(TASK DIRECTIONS):
The answer must restate every entry exactly as it appears.

BEGIN

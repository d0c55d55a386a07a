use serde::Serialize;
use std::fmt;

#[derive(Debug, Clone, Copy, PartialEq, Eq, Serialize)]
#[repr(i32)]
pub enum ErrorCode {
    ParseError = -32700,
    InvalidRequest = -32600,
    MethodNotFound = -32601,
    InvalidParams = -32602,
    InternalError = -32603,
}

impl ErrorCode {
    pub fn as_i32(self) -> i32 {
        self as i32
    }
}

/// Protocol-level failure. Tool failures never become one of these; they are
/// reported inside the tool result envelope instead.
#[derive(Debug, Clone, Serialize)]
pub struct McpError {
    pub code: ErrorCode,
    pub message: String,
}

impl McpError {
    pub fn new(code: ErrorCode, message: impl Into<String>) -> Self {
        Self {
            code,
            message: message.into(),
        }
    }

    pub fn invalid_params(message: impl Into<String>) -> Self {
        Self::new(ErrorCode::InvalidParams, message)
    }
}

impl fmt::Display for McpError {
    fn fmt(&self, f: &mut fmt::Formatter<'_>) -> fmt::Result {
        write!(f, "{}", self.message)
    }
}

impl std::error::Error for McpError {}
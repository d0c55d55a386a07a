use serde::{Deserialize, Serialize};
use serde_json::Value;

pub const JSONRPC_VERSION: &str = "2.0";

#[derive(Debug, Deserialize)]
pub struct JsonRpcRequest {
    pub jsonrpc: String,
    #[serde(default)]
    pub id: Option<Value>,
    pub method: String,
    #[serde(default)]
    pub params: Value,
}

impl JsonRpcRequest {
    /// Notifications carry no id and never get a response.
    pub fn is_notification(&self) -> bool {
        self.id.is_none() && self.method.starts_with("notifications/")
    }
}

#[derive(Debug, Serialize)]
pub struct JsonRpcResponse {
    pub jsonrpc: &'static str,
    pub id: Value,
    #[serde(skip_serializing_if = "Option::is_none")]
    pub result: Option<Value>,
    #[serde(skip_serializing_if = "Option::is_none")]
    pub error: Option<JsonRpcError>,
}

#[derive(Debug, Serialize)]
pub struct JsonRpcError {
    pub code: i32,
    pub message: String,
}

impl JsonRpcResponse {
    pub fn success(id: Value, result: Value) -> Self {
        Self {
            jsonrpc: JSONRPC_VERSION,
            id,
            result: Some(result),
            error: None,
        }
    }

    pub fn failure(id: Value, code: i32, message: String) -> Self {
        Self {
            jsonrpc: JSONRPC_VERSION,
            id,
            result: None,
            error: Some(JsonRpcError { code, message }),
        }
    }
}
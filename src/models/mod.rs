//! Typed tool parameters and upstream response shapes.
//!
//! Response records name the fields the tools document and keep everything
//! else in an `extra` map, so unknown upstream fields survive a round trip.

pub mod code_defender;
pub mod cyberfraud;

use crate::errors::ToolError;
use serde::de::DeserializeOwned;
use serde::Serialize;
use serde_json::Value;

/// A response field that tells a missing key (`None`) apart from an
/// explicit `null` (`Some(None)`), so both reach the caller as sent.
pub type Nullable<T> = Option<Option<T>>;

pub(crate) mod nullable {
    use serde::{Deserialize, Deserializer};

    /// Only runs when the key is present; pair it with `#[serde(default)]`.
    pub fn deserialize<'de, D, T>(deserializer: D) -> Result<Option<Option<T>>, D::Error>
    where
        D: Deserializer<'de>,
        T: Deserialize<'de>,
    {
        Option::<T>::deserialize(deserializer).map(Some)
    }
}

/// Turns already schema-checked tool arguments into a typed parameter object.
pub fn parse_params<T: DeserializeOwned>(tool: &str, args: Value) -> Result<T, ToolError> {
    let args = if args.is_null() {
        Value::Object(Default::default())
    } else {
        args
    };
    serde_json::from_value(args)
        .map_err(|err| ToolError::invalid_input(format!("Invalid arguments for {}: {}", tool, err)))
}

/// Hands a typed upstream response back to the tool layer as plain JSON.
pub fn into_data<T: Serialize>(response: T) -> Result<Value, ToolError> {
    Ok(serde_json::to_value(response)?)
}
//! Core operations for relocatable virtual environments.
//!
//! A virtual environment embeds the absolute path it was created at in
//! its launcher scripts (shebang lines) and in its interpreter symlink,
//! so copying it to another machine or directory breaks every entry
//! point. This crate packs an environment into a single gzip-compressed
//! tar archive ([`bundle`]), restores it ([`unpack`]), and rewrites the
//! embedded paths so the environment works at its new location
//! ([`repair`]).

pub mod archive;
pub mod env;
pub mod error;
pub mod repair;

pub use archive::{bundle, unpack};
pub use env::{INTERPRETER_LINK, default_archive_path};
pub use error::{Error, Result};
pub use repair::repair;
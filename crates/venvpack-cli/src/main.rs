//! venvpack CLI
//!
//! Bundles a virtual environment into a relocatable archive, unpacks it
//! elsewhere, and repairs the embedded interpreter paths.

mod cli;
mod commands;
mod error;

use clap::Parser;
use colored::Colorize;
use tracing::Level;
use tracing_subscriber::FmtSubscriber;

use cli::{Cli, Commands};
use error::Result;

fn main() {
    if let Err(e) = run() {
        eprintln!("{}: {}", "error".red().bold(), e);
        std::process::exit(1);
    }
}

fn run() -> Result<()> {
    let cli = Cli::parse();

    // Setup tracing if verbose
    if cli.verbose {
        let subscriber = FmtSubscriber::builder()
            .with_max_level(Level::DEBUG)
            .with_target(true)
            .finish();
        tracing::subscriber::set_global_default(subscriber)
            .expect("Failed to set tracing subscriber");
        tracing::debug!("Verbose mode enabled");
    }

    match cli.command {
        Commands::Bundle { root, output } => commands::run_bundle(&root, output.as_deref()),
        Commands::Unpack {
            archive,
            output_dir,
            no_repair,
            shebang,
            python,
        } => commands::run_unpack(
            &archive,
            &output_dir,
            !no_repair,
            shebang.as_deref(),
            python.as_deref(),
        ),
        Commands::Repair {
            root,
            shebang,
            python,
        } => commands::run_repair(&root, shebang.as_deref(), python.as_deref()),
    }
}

END

(RESULT):
repository d0c55d55a386a07a
use serde::Serialize;
use std::fmt;

#[derive(Debug, Clone, Copy, PartialEq, Eq, Serialize)]
#[repr(i32)]
pub enum ErrorCode {
    ParseError = -32700,
    InvalidRequest = -32600,
    MethodNotFound = -32601,
    InvalidParams = -32602,
    InternalError = -32603,
}

impl ErrorCode {
    pub fn as_i32(self) -> i32 {
        self as i32
    }
}

/// Protocol-level failure. Tool failures never become one of these; they are
/// reported inside the tool result envelope instead.
#[derive(Debug, Clone, Serialize)]
pub struct McpError {
    pub code: ErrorCode,
    pub message: String,
}

impl McpError {
    pub fn new(code: ErrorCode, message: impl Into<String>) -> Self {
        Self {
            code,
            message: message.into(),
        }
    }

    pub fn invalid_params(message: impl Into<String>) -> Self {
        Self::new(ErrorCode::InvalidParams, message)
    }
}

impl fmt::Display for McpError {
    fn fmt(&self, f: &mut fmt::Formatter<'_>) -> fmt::Result {
        write!(f, "{}", self.message)
    }
}

impl std::error::Error for McpError {}
repository d0c55d55a386a07a
use serde::{Deserialize, Serialize};
use serde_json::Value;

pub const JSONRPC_VERSION: &str = "2.0";

#[derive(Debug, Deserialize)]
pub struct JsonRpcRequest {
    pub jsonrpc: String,
    #[serde(default)]
    pub id: Option<Value>,
    pub method: String,
    #[serde(default)]
    pub params: Value,
}

impl JsonRpcRequest {
    /// Notifications carry no id and never get a response.
    pub fn is_notification(&self) -> bool {
        self.id.is_none() && self.method.starts_with("notifications/")
    }
}

#[derive(Debug, Serialize)]
pub struct JsonRpcResponse {
    pub jsonrpc: &'static str,
    pub id: Value,
    #[serde(skip_serializing_if = "Option::is_none")]
    pub result: Option<Value>,
    #[serde(skip_serializing_if = "Option::is_none")]
    pub error: Option<JsonRpcError>,
}

#[derive(Debug, Serialize)]
pub struct JsonRpcError {
    pub code: i32,
    pub message: String,
}

impl JsonRpcResponse {
    pub fn success(id: Value, result: Value) -> Self {
        Self {
            jsonrpc: JSONRPC_VERSION,
            id,
            result: Some(result),
            error: None,
        }
    }

    pub fn failure(id: Value, code: i32, message: String) -> Self {
        Self {
            jsonrpc: JSONRPC_VERSION,
            id,
            result: None,
            error: Some(JsonRpcError { code, message }),
        }
    }
}
filename src/models/mod.rs
//! Typed tool parameters and upstream response shapes.
//!
//! Response records name the fields the tools document and keep everything
//! else in an `extra` map, so unknown upstream fields survive a round trip.

pub mod code_defender;
pub mod cyberfraud;

use crate::errors::ToolError;
use serde::de::DeserializeOwned;
use serde::Serialize;
use serde_json::Value;

/// A response field that tells a missing key (`None`) apart from an
/// explicit `null` (`Some(None)`), so both reach the caller as sent.
pub type Nullable<T> = Option<Option<T>>;

pub(crate) mod nullable {
    use serde::{Deserialize, Deserializer};

    /// Only runs when the key is present; pair it with `#[serde(default)]`.
    pub fn deserialize<'de, D, T>(deserializer: D) -> Result<Option<Option<T>>, D::Error>
    where
        D: Deserializer<'de>,
        T: Deserialize<'de>,
    {
        Option::<T>::deserialize(deserializer).map(Some)
    }
}

/// Turns already schema-checked tool arguments into a typed parameter object.
pub fn parse_params<T: DeserializeOwned>(tool: &str, args: Value) -> Result<T, ToolError> {
    let args = if args.is_null() {
        Value::Object(Default::default())
    } else {
        args
    };
    serde_json::from_value(args)
        .map_err(|err| ToolError::invalid_input(format!("Invalid arguments for {}: {}", tool, err)))
}

/// Hands a typed upstream response back to the tool layer as plain JSON.
pub fn into_data<T: Serialize>(response: T) -> Result<Value, ToolError> {
    Ok(serde_json::to_value(response)?)
}
//! Core operations for relocatable virtual environments.
//!
//! A virtual environment embeds the absolute path it was created at in
//! its launcher scripts (shebang lines) and in its interpreter symlink,
//! so copying it to another machine or directory breaks every entry
//! point. This crate packs an environment into a single gzip-compressed
//! tar archive ([`bundle`]), restores it ([`unpack`]), and rewrites the
//! embedded paths so the environment works at its new location
//! ([`repair`]).

pub mod archive;
pub mod env;
pub mod error;
pub mod repair;

pub use archive::{bundle, unpack};
pub use env::{INTERPRETER_LINK, default_archive_path};
pub use error::{Error, Result};
pub use repair::repair;
filename crates/venvpack-cli/src/main.rs
//! venvpack CLI
//!
//! Bundles a virtual environment into a relocatable archive, unpacks it
//! elsewhere, and repairs the embedded interpreter paths.

mod cli;
mod commands;
mod error;

use clap::Parser;
use colored::Colorize;
use tracing::Level;
use tracing_subscriber::FmtSubscriber;

use cli::{Cli, Commands};
use error::Result;

fn main() {
    if let Err(e) = run() {
        eprintln!("{}: {}", "error".red().bold(), e);
        std::process::exit(1);
    }
}

fn run() -> Result<()> {
    let cli = Cli::parse();

    // Setup tracing if verbose
    if cli.verbose {
        let subscriber = FmtSubscriber::builder()
            .with_max_level(Level::DEBUG)
            .with_target(true)
            .finish();
        tracing::subscriber::set_global_default(subscriber)
            .expect("Failed to set tracing subscriber");
        tracing::debug!("Verbose mode enabled");
    }

    match cli.command {
        Commands::Bundle { root, output } => commands::run_bundle(&root, output.as_deref()),
        Commands::Unpack {
            archive,
            output_dir,
            no_repair,
            shebang,
            python,
        } => commands::run_unpack(
            &archive,
            &output_dir,
            !no_repair,
            shebang.as_deref(),
            python.as_deref(),
        ),
        Commands::Repair {
            root,
            shebang,
            python,
        } => commands::run_repair(&root, shebang.as_deref(), python.as_deref()),
    }
}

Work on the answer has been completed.